Harnessing the power of endothelial metabolism could be a novel approach to reduce the atherogenic milieu in the bone marrow niche and atherosclerotic plaque. For this project, AGEM Principal Investigator Jeffrey Kroon received a prestigious ERC Starting Grant.

Inflammation is an important driver of atherosclerosis, the primary cause of global morbidity and mortality in emerging and developed countries. New strategies to reduce atherosclerotic cardiovascular disease (CVD) risk are therefore eagerly needed. Kroon’s research group recently found that atherogenic inflammatory stimuli rewire cellular metabolism in endothelial cells (ECs) and thereby contribute to atherosclerosis progression.
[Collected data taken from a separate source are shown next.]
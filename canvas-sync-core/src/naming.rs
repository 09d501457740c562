//! Derivation of filesystem-safe names from raw remote titles.

use std::ffi::OsString;
use std::path::{Path, PathBuf};

/// Substitution table applied to raw titles before they become path
/// segments. The path separators must never survive; the rest are
/// characters that confuse at least one supported filesystem.
pub const CLEAN_CHARS: &[(char, &str)] = &[
    ('/', "-"),
    ('\\', "-"),
    (':', "-"),
    ('*', "-"),
    ('?', ""),
    ('"', "'"),
    ('<', "-"),
    ('>', "-"),
    ('|', "-"),
];

const MAX_NAME_LEN: usize = 60;

/// Turn a raw remote title into a safe path segment.
///
/// Strips surrounding whitespace and periods, applies [`CLEAN_CHARS`] and
/// bounds the length. Over-long names happen when a sub-header title is
/// accidentally used to describe the content of the folder; the base name is
/// cut at 60 characters with a trailing ".." marker, keeping the extension.
pub fn corrected_name(raw: &str) -> String {
    let mut name: String = raw
        .trim_matches(|c: char| c.is_whitespace() || c == '.')
        .to_string();

    for (from, to) in CLEAN_CHARS {
        if name.contains(*from) {
            name = name.replace(*from, to);
        }
    }

    if name.chars().count() > MAX_NAME_LEN {
        let (base, extension) = split_extension(&name);
        let truncated: String = base.chars().take(MAX_NAME_LEN).collect();
        name = format!("{truncated}..{extension}");
    }

    name
}

/// Split off the extension, dot included, Python `splitext` style. A leading
/// dot does not start an extension.
fn split_extension(name: &str) -> (&str, &str) {
    match name.rfind('.') {
        Some(idx) if idx > 0 => name.split_at(idx),
        _ => (name, ""),
    }
}

/// Append a literal suffix such as ".html" to a path without disturbing any
/// dots already in the file name.
pub fn append_extension(path: &Path, suffix: &str) -> PathBuf {
    let mut raw: OsString = path.as_os_str().to_os_string();
    raw.push(suffix);
    PathBuf::from(raw)
}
Defining the intricate link between EC inflammation, metabolic rewiring and functional consequences for the vasculature will open new avenues for therapeutic strategies in CVD. Recent work of Kroon’s group shows that CVD-associated metabolic changes in ECs can affect their secretome. In turn, the endothelial secretome disrupts both stem cell function in the bone marrow niche and macrophage activation in the plaque microenvironment, two highly vascularized tissue compartments that drive atherosclerosis progression. With this ERC Starting Grant, the group will unravel how EC metabolism is affected in atherosclerosis, what the impact of this altered EC metabolism is for stem cell function in the bone marrow niche and for macrophage activation in the plaque. Their ultimate goal is to define how interventions in EC metabolism improve tissue function and halt CVD development.